Etudiant : EL HAMDAOUI JAMAL

Filière : Master Big Data Analytics & Smart Systems (BDSaS)

Encadrant : Pr. NFAOUI EL HABIB

Annèe : 2024

Résumé : In recent years, emotion recognition has become a focal point of extensive research, particularly in the field of exploiting multimodal data. According to our studies, we have identified three principal limitations: (i) Limited applicability in real-world scenarios due to the assumption of pre-aligned multimodal data. (ii) Inadequate utilization of long-term dependencies across modalities. (iii) Insufficient exploitation of correlations among emotion labels. In this work, we started by adopting a pseudo-alignment algorithm (PAA), as a solution for the first limitation. We used PAA because our focus was on unaligned data.
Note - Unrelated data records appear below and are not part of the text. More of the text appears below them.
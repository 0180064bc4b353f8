//! Conflict detection between calendar occupants.
//!
//! Overlapping items are grouped into maximal transitive clusters: if A
//! overlaps B and B overlaps C, all three belong to one conflict even when
//! A and C never touch.

use serde::{Deserialize, Serialize};

use super::{ScheduleItem, TimeInterval};

/// A maximal cluster of mutually conflicting items.
///
/// `interval` is the contested window: the members' mutual intersection
/// when one exists, otherwise the full cluster span (which every member
/// still overlaps). Members are ordered by start time.
#[derive(Debug, Clone, PartialEq, Serialize, Deserialize)]
pub struct ConflictSet {
    pub interval: TimeInterval,
    pub members: Vec<ScheduleItem>,
}

impl ConflictSet {
    /// Build from a non-empty cluster ordered by start time.
    fn from_members(members: Vec<ScheduleItem>) -> Self {
        let mut core_start = members[0].interval.start();
        let mut core_end = members[0].interval.end();
        let mut span = members[0].interval;
        for m in &members[1..] {
            // Latest start vs earliest end across members.
            core_start = core_start.max(m.interval.start());
            core_end = core_end.min(m.interval.end());
            span = span.span(&m.interval);
        }

        let interval = if core_start < core_end {
            // Mutual intersection exists; report the contested window.
            TimeInterval {
                start: core_start,
                end: core_end,
            }
        } else {
            // Chain-shaped cluster with no common window: fall back to the
            // span, which overlaps every member.
            span
        };

        Self { interval, members }
    }

    pub fn member_ids(&self) -> Vec<&str> {
        self.members.iter().map(|m| m.id.as_str()).collect()
    }
}

/// Group items into maximal transitive overlap clusters.
///
/// Input order does not matter: items are first sorted by (start, end, id)
/// so cluster membership and output order are identical for any
/// permutation of the same items. Clusters of one (no conflict) are not
/// reported.
pub fn find_conflicts(items: &[ScheduleItem]) -> Vec<ConflictSet> {
    if items.len() < 2 {
        return Vec::new();
    }

    // 1. Canonical order for deterministic grouping.
    let mut sorted: Vec<&ScheduleItem> = items.iter().collect();
    sorted.sort_by(|a, b| {
        a.interval
            .start()
            .cmp(&b.interval.start())
            .then(a.interval.end().cmp(&b.interval.end()))
            .then(a.id.cmp(&b.id))
    });

    // 2. Sweep: an item joins the open cluster while it starts strictly
    //    before the furthest end seen so far (half-open overlap).
    let mut conflicts = Vec::new();
    let mut cluster: Vec<ScheduleItem> = vec![sorted[0].clone()];
    let mut cluster_end = sorted[0].interval.end();

    for item in &sorted[1..] {
        if item.interval.start() < cluster_end {
            cluster_end = cluster_end.max(item.interval.end());
            cluster.push((*item).clone());
        } else {
            if cluster.len() >= 2 {
                conflicts.push(ConflictSet::from_members(cluster));
            }
            cluster = vec![(*item).clone()];
            cluster_end = item.interval.end();
        }
    }
    if cluster.len() >= 2 {
        conflicts.push(ConflictSet::from_members(cluster));
    }

    conflicts
}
Subsequently, we proposed a Multi-Modal Data Interaction Process (MDIP) architecture that integrates text, audio, and video sequences and exploits long-term dependencies, and a Deep Reinforcement Learning Emotion Detection DRLED model that learns the relationships between labels. Extensive experiments conducted on the public benchmark dataset IEMOCAP demonstrate that our architecture yields promising results in emotion detection using multimodal data without pre-alignment.